Akun ini diblokir karena melanggar Syarat dan Ketentuan Kompasiana.
Untuk informasi lebih lanjut Anda dapat menghubungi kami melalui fitur bantuan.

Mencoba Menulis

Selanjutnya

Tutup

Pendidikan Pilihan

Budaya Tahun Baru di Sentani Menjadi Penghambat Laju Pendidikan

28 Januari 2023   16:35 Diperbarui: 28 Januari 2023   16:52 365
+
Laporkan Konten
Laporkan Akun
Kompasiana adalah platform blog. Konten ini menjadi tanggung jawab bloger dan tidak mewakili pandangan redaksi Kompas.

Kata budaya sudah tak asing di telinga kita bukan? Budaya adalah suatu cara hidup yang berkembang dan dimiliki bersama oleh sekelompok orang atau masyarakat serta diwariskan dari generasi ke generasi.

Setiap wilayah memiliki cara hidup yang berbeda-beda sesuai yang diwariskan dari nenek moyang.

Salah satu budaya pada timur Indonesia, Kabupaten Jayapura tepatnya di Sentani memiliki beragam budaya dan hingga kini masih di wariskan oleh anak cucu. Sebut saja cara berburu, merayakan hasil buruan, perkawinan, pahatan kayu, ukiran batik, penyambutan tahun baru, suling tambur, dan sebagainya.

Kini sudah memasuki tahun baru 2023, kebiasaan ataupun budaya Sentani selalu kental dengan tradisi penyambutan tahun baru. Tak hanya dirayakan saat momen pukul 00.00 pada 1 Januari dengan menyalahkan kembang api dan petasan saja namun selama bulan Januari mulai tanggal 1 - 31 Januari selalu dirayakan pada setiap kampung, bukan satu kampung merayakan terus-menerus tetapi ikatan Sentani yang begitu kental dan erat sehingga sudah di sepakati setiap tanggal satu kampung yang merayakannya dan begitu seterusnya untuk setiap kampung, bahkan ada kampung yang bisa merayakannya 3-4 kali dalam sebulan.

Namun tradisi penyambutan tahun baru di Sentani terus mengalami perubahan dengan mengikuti perkembangan jaman.

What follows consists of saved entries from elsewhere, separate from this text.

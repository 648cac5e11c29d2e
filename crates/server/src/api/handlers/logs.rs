use axum::{
    extract::{Query, State},
    Json,
};

use crate::auth::AuthUser;
use crate::error::AppResult;
use crate::models::{Action, Log, LogFilter, Page, PageParams, Perm};
use crate::state::AppState;

/// Audit trail, newest first
#[utoipa::path(
    get,
    path = "/api/v1/logs/",
    tag = "logs",
    params(LogFilter, PageParams),
    responses((status = 200, description = "Audit log entries", body = inline(Page<Log>)))
)]
pub async fn list_logs(
    State(state): State<AppState>,
    user: AuthUser,
    Query(filter): Query<LogFilter>,
    Query(page): Query<PageParams>,
) -> AppResult<Json<Page<Log>>> {
    user.require(&[Perm::new("logs", "log", Action::View)])?;
    Ok(Json(state.audit.list(&filter, page).await?))
}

Sebelumnya perayaan tahun baru setiap tanggalnya dilakukan hanya pada saat subuh tarian diatas perahu jonson dengan mengilingi kampung hingga pagi hari dan dilanjutkan dengan permainan suling tambur dan diiringi dengan lagu khusus tahun pada sore hari, setelah itu makan bersama lalu pulang.

Namun karena perkembangan jaman dan selilingi dengan kreativitas para pemuda, perayaan tahun baru semakin berbeda. Suling tambur masih tetap ada hanya kini ditambah sedikit bumbu yakni acara goyang bukan saja diiringi oleh suling tambur namun menggunakan musik dan lagu tren seperti chacha, sirine ambulance, dan sebagainya.

Acara goyang bukan pada pagi ataupun sore, namun waktunya berbeda yakni malam sampai pagi dan pesertanya sudah pasti para pemuda juga sedikit tambahan orangtua dan lebih ngerinya yakni anak-anak usia sekolah.

Anak-anak sekolah terlebih yang tidak diperhatikan dan dirawat oleh orangtuanya pada umumnya pasti ditemui dalam acara-acara seperti ini.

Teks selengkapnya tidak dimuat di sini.